By Dr. Martin Luther King Jr. (1929-1968)
In 1963, on a sweltering August afternoon, we stood in Washington, D.C. and talked to the nation about many things. Toward the end of that afternoon, I tried to talk to the nation about a dream that I had had—and I must confess to you today that not long after talking about that dream I started seeing it turn into a nightmare.
I remember the first time I saw that dream turn into a nightmare, just a few weeks after I had talked about it. It was when four beautiful, unoffending, innocent Negro girls were murdered in a church in Birmingham, Alabama. I watched that dream turn into a nightmare as I moved through the ghettos of the nation and saw my black brothers and sisters perishing on a lonely island of poverty in the midst of a vast ocean of material prosperity, and saw the nation doing nothing to grapple with the Negroes’ problem of poverty.

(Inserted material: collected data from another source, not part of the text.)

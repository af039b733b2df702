//! Utilities for command handlers.

use std::io::{self, ErrorKind, Write};

/// A writer wrapper that silently handles broken pipe errors.
///
/// Lets commands exit cleanly when their output is piped to a process that
/// closes early (e.g. `metrics-server-operator show | head -1`).
pub struct BrokenPipeGuard<W> {
	inner: W,
}

impl<W> BrokenPipeGuard<W> {
	pub fn new(inner: W) -> Self {
		Self { inner }
	}
}

impl<W: Write> Write for BrokenPipeGuard<W> {
	fn write(&mut self, buf: &[u8]) -> io::Result<usize> {
		match self.inner.write(buf) {
			Err(e) if e.kind() == ErrorKind::BrokenPipe => Ok(buf.len()),
			other => other,
		}
	}

	fn flush(&mut self) -> io::Result<()> {
		match self.inner.flush() {
			Err(e) if e.kind() == ErrorKind::BrokenPipe => Ok(()),
			other => other,
		}
	}
}

/// A writer that fails every call with `BrokenPipe`.
#[cfg(test)]
pub struct BrokenPipeWriter;

#[cfg(test)]
impl Write for BrokenPipeWriter {
	fn write(&mut self, _buf: &[u8]) -> io::Result<usize> {
		Err(io::Error::new(ErrorKind::BrokenPipe, "broken pipe"))
	}

	fn flush(&mut self) -> io::Result<()> {
		Err(io::Error::new(ErrorKind::BrokenPipe, "broken pipe"))
	}
}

I saw that dream turn into a nightmare as I watched my black brothers and sisters in the midst of anger and understandable outrage, in the midst of their hurt, in the midst of their disappointment, turn to misguided riots to try to solve that problem. I saw that dream turn into a nightmare as I watched the war in Vietnam escalating, and as I saw so-called military advisors, sixteen thousand strong, turn into fighting soldiers until today over five hundred thousand American boys are fighting on Asian soil.
Yes, I am personally the victim of deferred dreams, of blasted hopes, but in spite of that I close today by saying I still have a dream, because, you know, you can’t give up in life. If you lose hope, somehow you lose that vitality that keeps life moving, you lose that courage to be, that quality that helps you go on in spite of all. And so today I still have a dream.…
I still have a dream today that one day every valley shall be exalted and every mountain and hill will be made low, the rough places will be made smooth and the crooked places straight, and the glory of the Lord shall be revealed, and all flesh shall see it together. I still have a dream that with this faith we will be able to adjourn the councils of despair and bring new light into the dark chambers of pessimism.
With this faith we will be able to speed up the day when there will be peace on earth and good will toward men. It will be a glorious day, the morning stars will sing together, and the sons of God will shout for joy.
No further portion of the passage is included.